Tirare il sole con le dita
Un doveroso riconoscimento di merito a Franco Basaglia
di Sergio Mambrini
Quando ero molto giovane, cioè molto prima dei miei undici anni, accompagnavo sempre la mia mamma in ogni suo passo. Lei sosteneva il contrario, fatto sta che, usciti dalla porta di casa, ci tenevamo per mano e tiravamo entrambi dove avremmo preferito andare. Spesso la guidavo dove volevo io, giù al porto Catena a vedere se c’era qualche chiatta carica d’argilla per la fornace dell’Anconetta, dove si fabbricavano mattoni e ceramiche. Ero affascinato dal lavorìo del porto, dal formicaio di robusti facchini, dai barconi lenti e pesanti. Per me non esisteva gioco più bello che osservare lo sforzo vitale di quelle persone, di quelle imbarcazioni su quell’acqua tranquilla, vissuta dai pesci e dai tanti pescatori con interessi ovviamente divergenti. I ragazzotti che superavano gli undici anni, come mi sembrava, si tuffavano in continuazione su e giù dal molo. Portavano mutande di tela sgambate che si appiccicavano al loro ventre, nascondendo a fatica la giovane peluria inguinale.

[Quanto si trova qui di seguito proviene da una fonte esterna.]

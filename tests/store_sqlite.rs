//! SQLite store tests.
//!
//! Exercise the [`Store`] contract against a real database file: run id
//! allocation, atomic run writes, status round-trips through the code and
//! column-list columns, and fileset replacement.

use chrono::Utc;
use data_inbox::check::evaluate;
use data_inbox::db;
use data_inbox::matcher::MatchOptions;
use data_inbox::migrate::create_schema;
use data_inbox::models::{
    FileEvaluation, FileStatus, FilesetChange, FilesetEntry, PartnerEvaluation, PartnerStatus,
    RunOutcome,
};
use data_inbox::registry::{FilesetSnapshot, PartnerRegistry};
use data_inbox::sqlite_store::SqliteStore;
use data_inbox::store::Store;
use pretty_assertions::assert_eq;
use std::fs;
use std::path::Path;
use tempfile::TempDir;

async fn open(tmp: &TempDir) -> SqliteStore {
    let pool = db::connect_path(&tmp.path().join("inbox.sqlite"))
        .await
        .unwrap();
    create_schema(&pool).await.unwrap();
    SqliteStore::new(pool)
}

async fn add_partner(store: &SqliteStore, id: i64, dir: &Path, enabled: bool) {
    sqlx::query(
        "INSERT INTO partners (id, name, full_name, directory, stored_directory, enabled)
         VALUES (?, ?, ?, ?, NULL, ?)",
    )
    .bind(id)
    .bind(format!("p{}", id))
    .bind(format!("Partner {}", id))
    .bind(dir.to_string_lossy().to_string())
    .bind(enabled)
    .execute(store.pool())
    .await
    .unwrap();
}

fn entry(partner_id: i64, pattern: &str, filetype_id: Option<i64>, header: &str) -> FilesetEntry {
    FilesetEntry {
        partner_id,
        filename_pattern: pattern.into(),
        filetype_id,
        header: header.into(),
        recorded_at: Utc::now(),
    }
}

#[tokio::test]
async fn test_run_ids_increase_and_survive_failed_runs() {
    let tmp = TempDir::new().unwrap();
    let store = open(&tmp).await;
    add_partner(&store, 1, tmp.path(), true).await;

    let first = store.begin_run(Utc::now()).await.unwrap();
    assert_eq!(first.id, 1);

    // Unknown partner: the whole write is rejected, the run id stays taken.
    let bad = RunOutcome {
        partners: vec![
            PartnerEvaluation {
                partner_id: 1,
                status: PartnerStatus::NoNewData,
            },
            PartnerEvaluation {
                partner_id: 42,
                status: PartnerStatus::NoNewData,
            },
        ],
        files: Vec::new(),
    };
    assert!(store.record_run(first.id, &bad).await.is_err());
    assert!(store.partner_statuses(first.id).await.unwrap().is_empty());

    let second = store.begin_run(Utc::now()).await.unwrap();
    assert_eq!(second.id, 2);
    assert!(store.run(first.id).await.unwrap().is_some());
    assert!(store.run(99).await.unwrap().is_none());
}

#[tokio::test]
async fn test_status_rows_round_trip() {
    let tmp = TempDir::new().unwrap();
    let store = open(&tmp).await;
    add_partner(&store, 1, tmp.path(), true).await;

    let run = store.begin_run(Utc::now()).await.unwrap();
    let files = vec![
        FileEvaluation {
            partner_id: 1,
            filename: "LABS_02.csv".into(),
            filetype_id: None,
            status: FileStatus::ColumnsAddedAndRemoved {
                added: vec!["units".into(), "flag, raw".into()],
                removed: vec!["date".into()],
            },
        },
        FileEvaluation {
            partner_id: 1,
            filename: "VITAL.csv".into(),
            filetype_id: None,
            status: FileStatus::NoHeaderChange,
        },
    ];
    let outcome = RunOutcome {
        partners: vec![PartnerEvaluation {
            partner_id: 1,
            status: PartnerStatus::HasNewFiles,
        }],
        files: files.clone(),
    };
    store.record_run(run.id, &outcome).await.unwrap();

    let partners = store.partner_statuses(run.id).await.unwrap();
    assert_eq!(partners.len(), 1);
    assert_eq!(partners[0].status, PartnerStatus::HasNewFiles);

    let stored: Vec<_> = store
        .file_statuses(run.id)
        .await
        .unwrap()
        .into_iter()
        .map(|f| (f.filename, f.status))
        .collect();
    let expected: Vec<_> = files.into_iter().map(|f| (f.filename, f.status)).collect();
    assert_eq!(stored, expected);
}

#[tokio::test]
async fn test_fileset_replace_and_insert() {
    let tmp = TempDir::new().unwrap();
    let store = open(&tmp).await;
    add_partner(&store, 1, tmp.path(), true).await;
    sqlx::query("INSERT INTO filetypes (id, name) VALUES (1, 'DEMOGRAPHIC')")
        .execute(store.pool())
        .await
        .unwrap();

    store
        .apply_fileset_changes(&[
            FilesetChange::Replace(entry(1, "DEMOGRAPHIC", Some(1), "pid,sex")),
            FilesetChange::Insert(entry(1, "pharmacy", None, "rx")),
        ])
        .await
        .unwrap();
    store
        .apply_fileset_changes(&[FilesetChange::Replace(entry(
            1,
            "DEMOGRAPHIC_V2",
            Some(1),
            "pid,sex,race",
        ))])
        .await
        .unwrap();

    let mut entries: Vec<_> = store
        .fileset_entries()
        .await
        .unwrap()
        .into_iter()
        .map(|e| (e.filename_pattern, e.filetype_id, e.header))
        .collect();
    entries.sort();
    assert_eq!(
        entries,
        vec![
            ("DEMOGRAPHIC_V2".to_string(), Some(1), "pid,sex,race".to_string()),
            ("pharmacy".to_string(), None, "rx".to_string()),
        ]
    );
}

#[tokio::test]
async fn test_evaluation_is_repeatable_across_runs() {
    let tmp = TempDir::new().unwrap();
    let inbox = tmp.path().join("inbox");
    fs::create_dir(&inbox).unwrap();
    fs::write(inbox.join("DEMOGRAPHIC_20230215.csv"), "pid|sex\n").unwrap();
    fs::write(inbox.join("LABS.csv"), "pid,value\n").unwrap();

    let store = open(&tmp).await;
    add_partner(&store, 1, &inbox, true).await;
    add_partner(&store, 2, &tmp.path().join("missing"), true).await;
    add_partner(&store, 3, &inbox, false).await;
    sqlx::query(
        "INSERT INTO fileset_entries (partner_id, filename_pattern, filetype_id, header, recorded_at)
         VALUES (1, 'DEMOGRAPHIC', NULL, 'pid,sex', 0), (1, 'LABS', NULL, 'pid,date,value', 0)",
    )
    .execute(store.pool())
    .await
    .unwrap();

    let mut rows = Vec::new();
    for _ in 0..2 {
        let registry = PartnerRegistry::new(store.partners().await.unwrap());
        let fileset = FilesetSnapshot::new(store.fileset_entries().await.unwrap());
        let run = store.begin_run(Utc::now()).await.unwrap();
        let outcome = evaluate(&registry, &fileset, &MatchOptions::default());
        store.record_run(run.id, &outcome).await.unwrap();

        let partners: Vec<_> = store
            .partner_statuses(run.id)
            .await
            .unwrap()
            .into_iter()
            .map(|p| (p.partner_id, p.status))
            .collect();
        let files: Vec<_> = store
            .file_statuses(run.id)
            .await
            .unwrap()
            .into_iter()
            .map(|f| (f.filename, f.status))
            .collect();
        rows.push((partners, files));
    }

    assert_eq!(rows[0], rows[1]);
    let (partners, files) = &rows[0];
    assert_eq!(
        partners,
        &vec![
            (1, PartnerStatus::HasNewFiles),
            (2, PartnerStatus::DirectoryNotFound),
            (3, PartnerStatus::NotChecked),
        ]
    );
    assert_eq!(
        files,
        &vec![
            ("DEMOGRAPHIC_20230215.csv".to_string(), FileStatus::HeaderMissing),
            (
                "LABS.csv".to_string(),
                FileStatus::ColumnsRemoved {
                    removed: vec!["date".into()]
                }
            ),
        ]
    );
}

#[tokio::test]
async fn test_one_fileset_entry_per_partner_and_pattern() {
    let tmp = TempDir::new().unwrap();
    let store = open(&tmp).await;
    add_partner(&store, 1, tmp.path(), true).await;
    sqlx::query("INSERT INTO filetypes (id, name) VALUES (2, 'LABS')")
        .execute(store.pool())
        .await
        .unwrap();
    store
        .apply_fileset_changes(&[FilesetChange::Insert(entry(1, "LABS", None, "pid,date"))])
        .await
        .unwrap();

    // The vocabulary now knows LABS; the newer header takes over the pattern.
    store
        .apply_fileset_changes(&[FilesetChange::Replace(entry(
            1,
            "LABS",
            Some(2),
            "pid,date,value,units",
        ))])
        .await
        .unwrap();

    let entries: Vec<_> = store
        .fileset_entries()
        .await
        .unwrap()
        .into_iter()
        .map(|e| (e.filename_pattern, e.filetype_id, e.header))
        .collect();
    assert_eq!(
        entries,
        vec![("LABS".to_string(), Some(2), "pid,date,value,units".to_string())]
    );

    let duplicate = sqlx::query(
        "INSERT INTO fileset_entries (partner_id, filename_pattern, filetype_id, header, recorded_at)
         VALUES (1, 'LABS', NULL, 'pid', 0)",
    )
    .execute(store.pool())
    .await;
    assert!(duplicate.is_err());
}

Mia madre mi smuoveva a forza di tirare, promettendomi qualche rana fritta nell’osteria del porto. Mamma era spesso complice dei miei gusti. Lì c’erano persone che cantavano, altre silenziose che si mangiavano le rane assieme a un piatto di riso bollente, alcune bestemmiavano contro l’ingiustizia che pativano. Ognuno manifestava il proprio disagio o il buonumore con sfrontata sincerità. Comunque, non era un luogo per bambini com’ero io. Così, col cartoccio di rane tornavamo lungo la strada a sgranocchiarle.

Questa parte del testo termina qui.